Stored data
□ □ □ □

//! Simulation module
//!
//! All gameplay logic lives here:
//! - Fixed timestep only, shared by live stepping and the aim preview
//! - Seeded RNG only
//! - Stable iteration order (by body and record id)
//! - No rendering or platform dependencies beyond CPU-side instance buffers

pub mod aim;
pub mod anim;
pub mod objects;
pub mod populate;
pub mod projectile;
pub mod shapes;
pub mod stage;
pub mod state;
pub mod tick;
pub mod world;

pub use aim::{AimController, AimOutcome, AimState, PointerEvent, PointerHit, PointerPhase};
pub use anim::{AnimationFrame, AnimationId, Animator, Easing};
pub use objects::{DefeatCause, ObjectLifecycle, ObjectPhase, ScoreEvent, StageObjectRecord};
pub use projectile::{Projectile, ProjectilePool};
pub use shapes::{FurnitureTemplate, ObjectKind, ShapePart};
pub use stage::{GroundDef, ObjectPlacement, StageDefinition, StageSettings, builtin_stages};
pub use state::{GameEvent, GamePhase, GameState, PlayTransition};
pub use tick::{FrameInput, Game, MenuAction};
pub use world::{
    BodyDesc, BodyId, BodyShape, BodyState, BodyTag, ContactEvent, ContactFilter, PhysicsBackend,
    PhysicsWorld,
};
//! Knockdown - a physics-driven "knock the furniture over" game core
//!
//! Core modules:
//! - `sim`: Simulation (rigid-body world, stage objects, aiming, game state)
//! - `renderer`: CPU-side instance buffers consumed by a renderer
//! - `settings`: Data-driven tuning loaded from JSON
//! - `error`: Configuration and load errors

pub mod error;
pub mod renderer;
pub mod settings;
pub mod sim;

pub use error::{GameError, GameResult};
pub use settings::Settings;

use glam::{EulerRot, Quat, Vec3};

/// Game configuration constants
pub mod consts {
    /// Fixed simulation timestep, shared by live stepping and trajectory preview
    pub const SIM_DT: f32 = 1.0 / 30.0;
    /// Maximum substeps per frame to prevent spiral of death
    pub const MAX_SUBSTEPS: u32 = 4;

    /// World gravity (m/s²)
    pub const GRAVITY: [f32; 3] = [0.0, -9.82, 0.0];
    /// Restitution applied to every collider
    pub const DEFAULT_RESTITUTION: f32 = 0.5;

    /// Projectile defaults
    pub const BALL_RADIUS: f32 = 0.25;
    pub const BALL_MASS: f32 = 8.0;
    pub const BALL_DAMPING: f32 = 0.4;

    /// Trajectory preview horizon (steps of `SIM_DT`)
    pub const TRAJECTORY_STEPS: usize = 90;
    /// Minimum accumulated time between preview samples (seconds)
    pub const TRAJECTORY_SAMPLE_INTERVAL: f32 = 0.0051;

    /// Cosine between body-up and world-up below which furniture counts as knocked over
    pub const UPRIGHT_COS_THRESHOLD: f32 = 0.35;

    /// Score awarded when a box hits the ground
    pub const BOX_SCORE: i64 = 100;
    /// Score penalty for knocking over a piece of furniture
    pub const FURNITURE_PENALTY: i64 = -750;

    /// Entrance animation
    pub const SPAWN_DURATION: f32 = 0.8;
    pub const SPAWN_STAGGER: f32 = 0.075;
    /// Despawn animation
    pub const DESPAWN_DURATION: f32 = 0.9;

    /// Extra drop height for boxes so they settle onto their surface
    pub const BOX_DROP_CLEARANCE: f32 = 0.35;

    /// Where unused instance slots are parked (outside any camera frustum)
    pub const PARKED_POSITION: [f32; 3] = [0.0, 0.0, -1_000.0];
    /// Kill plane used when a stage declares no exit height
    pub const DEFAULT_KILL_Y: f32 = -50.0;
}

/// Build a quaternion from an XYZ Euler triple (the order stage data is authored in)
#[inline]
pub fn quat_from_euler(euler: [f32; 3]) -> Quat {
    Quat::from_euler(EulerRot::XYZ, euler[0], euler[1], euler[2])
}

/// Cosine between a rotated body's up axis and world up
#[inline]
pub fn upright_cos(rotation: Quat) -> f32 {
    (rotation * Vec3::Y).dot(Vec3::Y)
}

/// Clamp a value into [0, 1]
#[inline]
pub fn saturate(value: f32) -> f32 {
    value.clamp(0.0, 1.0)
}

□ □ □ □

What this task involves:
Your task is to copy every line in the entries that holds the string "when".

Response below:
    /// Score awarded when a box hits the ground
    /// Kill plane used when a stage declares no exit height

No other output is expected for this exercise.